DFT Ballot - This specification is currently in ballot review and subject to change. It is not ready for limited roll-out or production level use. For a full list of available versions, see the Directory of published versions
Table 3 – Interoperability Recommendations for Use Case 3: Create and Submit Data
| USE CASE ACTOR | SERVICE SUPPORTED | TECHNICAL ACTOR | Implementation Expectation | PROFILE/STANDARD |
|---|---|---|---|---|
| Producer | Authenticate User | Client (e.g. EMR) | Optional | Internet User Authorization (IUA) |
| Producer | Retrieve Patient Identifier | Client (e.g. EMR) | Optional | Use Existing Standard Employed by the Clinical System |
| Producer | Retrieve Patient Identifier | Patient Demographic Consumer | Optional | PDQm |
| Central Infrastructure | Return Patient Identifier | Patient Identity Registry | Optional | PMIR |
| Producer | Retrieve Clinical Data (Patient Identifier) | Client (e.g. EMR) | Expected | Use Existing Standard Employed by the Clinical System |
| Producer | Assemble and Review FHIR Data | Client (e.g. EMR) | Optional | Use Existing Standard Employed by the Clinical System |
| Producer | Omit or Mask Data based on Jurisdictional Policy | Client (e.g. EMR) | Optional | Jurisdictional Requirement |
| Producer | Submit Data to Clinical Data Repository | Client (e.g.

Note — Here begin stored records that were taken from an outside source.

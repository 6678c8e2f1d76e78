use locsim::adapters::inbound::{parse_route, route_to_geojson, GeoJsonWaypointSource, InMemoryEventStore, SyntheticWaypointSource};
use locsim::adapters::outbound::RecordingLocationUpdater;
use locsim::common::{EventEnvelope, EventMetadata, EventStore};
use locsim::domains::geo::{haversine_distance, GeoPoint};
use locsim::domains::simulation::{LocationUpdater, SimulationEvent, WaypointSource};
use std::fs;
use tempfile::tempdir;

#[test]
fn test_geojson_source_loads_line_and_point_routes() {
    let dir = tempdir().unwrap();
    let base = dir.path().to_path_buf();
    let source = GeoJsonWaypointSource::new(Some(base.clone()));

    fs::write(
        base.join("line.geojson"),
        r#"{
    "type": "Feature",
    "properties": {"name": "line"},
    "geometry": { "type": "LineString", "coordinates": [[-73.60, 45.50], [-73.59, 45.51], [-73.58, 45.50]] }
}"#,
    )
    .unwrap();
    fs::write(
        base.join("stops.geojson"),
        r#"{
    "type": "FeatureCollection",
    "features": [
        { "type": "Feature", "properties": {"name": "A"}, "geometry": { "type": "Point", "coordinates": [0.0, 0.0] } },
        { "type": "Feature", "properties": {"name": "B"}, "geometry": { "type": "Point", "coordinates": [10.0, 0.0] } }
    ]
}"#,
    )
    .unwrap();

    // extension is optional
    let line = source.load_waypoints("line").unwrap();
    assert_eq!(line.len(), 3);
    assert_eq!(line[0], GeoPoint::new_unchecked(45.50, -73.60));

    let stops = source.load_waypoints("stops.geojson").unwrap();
    assert_eq!(stops, vec![GeoPoint::new_unchecked(0.0, 0.0), GeoPoint::new_unchecked(0.0, 10.0)]);

    assert!(source.load_waypoints("missing").is_err());
}

#[test]
fn test_parse_route_rejects_unusable_input() {
    assert!(parse_route("not json").is_err());
    assert!(parse_route(r#"{"type": "FeatureCollection", "features": []}"#).is_err());
    assert!(parse_route(r#"{"type": "LineString", "coordinates": [[0.0, 95.0], [1.0, 1.0]]}"#).is_err());
}

#[test]
fn test_route_geojson_output_parses_back() {
    let points = vec![GeoPoint::new_unchecked(1.0, 2.0), GeoPoint::new_unchecked(1.5, 2.5)];
    let raw = route_to_geojson(&points);
    assert!(raw.contains("LineString"));
    assert_eq!(parse_route(&raw).unwrap(), points);
}

#[test]
fn test_synthetic_source_is_deterministic_per_route_name() {
    let origin = GeoPoint::new_unchecked(45.50, -73.57);
    let destination = GeoPoint::new_unchecked(45.52, -73.55);
    let source = SyntheticWaypointSource::new(origin, destination, 4, 30.0);

    let first = source.load_waypoints("route-a").unwrap();
    let again = source.load_waypoints("route-a").unwrap();
    assert_eq!(first, again);
    assert_eq!(first.len(), 6);
    assert_eq!(first[0], origin);
    assert_eq!(first[5], destination);

    let straight = SyntheticWaypointSource::new(origin, destination, 4, 0.0)
        .load_waypoints("route-a")
        .unwrap();
    for (jittered, on_line) in first.iter().zip(&straight) {
        assert!(haversine_distance(jittered, on_line) <= 30.0 + 1e-6);
    }
}

#[tokio::test]
async fn test_recording_updater_keeps_updates_per_agent() {
    let updater = RecordingLocationUpdater::new();
    updater.update_location("a", GeoPoint::new_unchecked(1.0, 1.0)).await.unwrap();
    updater.update_location("a", GeoPoint::new_unchecked(2.0, 2.0)).await.unwrap();
    let ack = updater.update_location("b", GeoPoint::new_unchecked(3.0, 3.0)).await.unwrap();

    assert_eq!(ack.agent_id, "b");
    assert_eq!(updater.updates_for("a").await.len(), 2);
    assert_eq!(updater.last_location("a").await, Some(GeoPoint::new_unchecked(2.0, 2.0)));
    assert_eq!(updater.total_updates().await, 3);
    assert!(updater.updates_for("c").await.is_empty());
}

#[test]
fn test_in_memory_store_checks_expected_version() {
    let store = InMemoryEventStore::new();
    let event = SimulationEvent::Canceled {
        run_id: "sim-1".to_string(),
        agent_id: "a".to_string(),
        index: 4,
        timestamp: chrono::Utc::now(),
    };
    let envelope = EventEnvelope::new(&event, "SimulationRun", EventMetadata::for_agent("a", "test")).unwrap();

    tokio_test::block_on(async {
        store.append_events("sim-1", 0, vec![envelope.clone()]).await.unwrap();
        let err = store.append_events("sim-1", 0, vec![envelope.clone()]).await.unwrap_err();
        assert!(err.contains("Version mismatch"));

        let canceled = store.load_events_by_type("SimulationCanceled", None).await.unwrap();
        assert_eq!(canceled.len(), 1);
        assert_eq!(canceled[0].decode::<SimulationEvent>().unwrap(), event);
        assert_eq!(store.run_ids().await, vec!["sim-1".to_string()]);
    });
}
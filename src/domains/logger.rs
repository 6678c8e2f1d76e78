use std::sync::Arc;

/// Domain-level logging port.
/// Simulations report through it so hosts can route playback messages
/// independently of the process-wide `tracing` subscriber.
pub trait DomainLogger: Send + Sync + 'static {
    fn info(&self, msg: &str);
    fn warn(&self, msg: &str);
    fn error(&self, msg: &str);
}

pub type DynLogger = Arc<dyn DomainLogger>;
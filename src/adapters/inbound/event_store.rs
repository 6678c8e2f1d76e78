use crate::common::{EventEnvelope, EventStore};
use async_trait::async_trait;
use chrono::{DateTime, Utc};
use std::collections::HashMap;
use tokio::sync::RwLock;

/// Simulation journal kept in memory; used by tests and short demo runs.
#[derive(Debug, Default)]
pub struct InMemoryEventStore {
    events: RwLock<HashMap<String, Vec<EventEnvelope>>>,
}

impl InMemoryEventStore {
    pub fn new() -> Self {
        Self::default()
    }

    pub async fn run_ids(&self) -> Vec<String> {
        let mut ids: Vec<String> = self.events.read().await.keys().cloned().collect();
        ids.sort();
        ids
    }
}

#[async_trait]
impl EventStore for InMemoryEventStore {
    async fn append_events(
        &self,
        aggregate_id: &str,
        expected_version: u64,
        events: Vec<EventEnvelope>,
    ) -> Result<(), String> {
        let mut store = self.events.write().await;
        let stream = store.entry(aggregate_id.to_string()).or_default();

        let current_version = stream.len() as u64;
        if current_version != expected_version {
            return Err(format!(
                "Version mismatch for {}: expected {}, got {}",
                aggregate_id, expected_version, current_version
            ));
        }

        stream.extend(events);
        Ok(())
    }

    async fn load_events(&self, aggregate_id: &str, from_version: u64) -> Result<Vec<EventEnvelope>, String> {
        let store = self.events.read().await;
        Ok(store
            .get(aggregate_id)
            .map(|events| events.iter().skip(from_version as usize).cloned().collect())
            .unwrap_or_default())
    }

    async fn load_events_by_type(
        &self,
        event_type: &str,
        from_timestamp: Option<DateTime<Utc>>,
    ) -> Result<Vec<EventEnvelope>, String> {
        let store = self.events.read().await;
        let mut matching: Vec<EventEnvelope> = store
            .values()
            .flatten()
            .filter(|e| e.event_type == event_type)
            .filter(|e| from_timestamp.map_or(true, |from| e.occurred_at >= from))
            .cloned()
            .collect();
        matching.sort_by(|a, b| a.occurred_at.cmp(&b.occurred_at));
        Ok(matching)
    }
}
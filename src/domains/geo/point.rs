use crate::common::{DomainError, DomainResult};
use serde::{Deserialize, Serialize};

/// Latitude/longitude pair in degrees.
#[derive(Debug, Clone, Copy, PartialEq, Serialize, Deserialize)]
pub struct GeoPoint {
    pub lat: f64,
    pub lng: f64,
}

impl GeoPoint {
    /// Validated constructor. Latitude must lie in [-90, 90] and longitude in [-180, 180].
    pub fn new(lat: f64, lng: f64) -> DomainResult<Self> {
        let point = Self { lat, lng };
        if !point.is_valid() {
            return Err(DomainError::InvalidCoordinate { lat, lng });
        }
        Ok(point)
    }

    /// Constructor for coordinates already known to be in range, e.g. geodesy output.
    pub const fn new_unchecked(lat: f64, lng: f64) -> Self {
        Self { lat, lng }
    }

    pub fn is_valid(&self) -> bool {
        self.lat.is_finite()
            && self.lng.is_finite()
            && (-90.0..=90.0).contains(&self.lat)
            && (-180.0..=180.0).contains(&self.lng)
    }

    /// (lat, lng) in radians.
    pub fn to_radians(&self) -> (f64, f64) {
        (self.lat.to_radians(), self.lng.to_radians())
    }

    /// GeoJSON position order: `[lng, lat]`.
    pub fn to_position(&self) -> Vec<f64> {
        vec![self.lng, self.lat]
    }

    pub fn from_position(position: &[f64]) -> DomainResult<Self> {
        match position {
            [lng, lat, ..] => Self::new(*lat, *lng),
            _ => Err(DomainError::InvalidCommand {
                reason: format!("GeoJSON position needs two values, got {}", position.len()),
            }),
        }
    }
}

impl std::fmt::Display for GeoPoint {
    fn fmt(&self, f: &mut std::fmt::Formatter<'_>) -> std::fmt::Result {
        write!(f, "({:.6}, {:.6})", self.lat, self.lng)
    }
}
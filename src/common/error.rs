use thiserror::Error;

#[derive(Error, Debug)]
pub enum DomainError {
    #[error("Invalid coordinate: lat={lat}, lng={lng}")]
    InvalidCoordinate { lat: f64, lng: f64 },

    #[error("Simulation not found: {id}")]
    AggregateNotFound { id: String },

    #[error("Invalid command: {reason}")]
    InvalidCommand { reason: String },

    #[error("Serialization error: {0}")]
    SerializationError(#[from] serde_json::Error),

    #[error("Infrastructure error: {0}")]
    InfrastructureError(String),
}

#[derive(Error, Debug)]
pub enum ApplicationError {
    #[error("Domain error: {0}")]
    Domain(#[from] DomainError),

    #[error("Event store error: {0}")]
    EventStore(String),

    #[error("Configuration error: {0}")]
    Configuration(#[from] anyhow::Error),
}

pub type DomainResult<T> = Result<T, DomainError>;
pub type ApplicationResult<T> = Result<T, ApplicationError>;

EMR) | Expected | Use Existing Standard Employed by the Clinical System |
| Producer | Submit Data to Clinical Data Repository | Data Source | Expected | CA:FeX 1C: Submit Resource |
| Recipient | Save Data to Clinical Data Repository | Data Recipient | Expected | CA:FeX 1C: Submit Resource |
Note: These tables are not exhaustive and do not include all components required for a robust production deployment.
Aspects such as security, privacy, consent enforcement, and patient identity resolution are implementation-dependent and governed by jurisdictional or organizational policy.
Legend
- Expected – Represents interactions that are typically expected in baseline implementations of CA:FeX.
- Optional – Represents interactions that may apply based on local context, system configuration, or jurisdictional policy.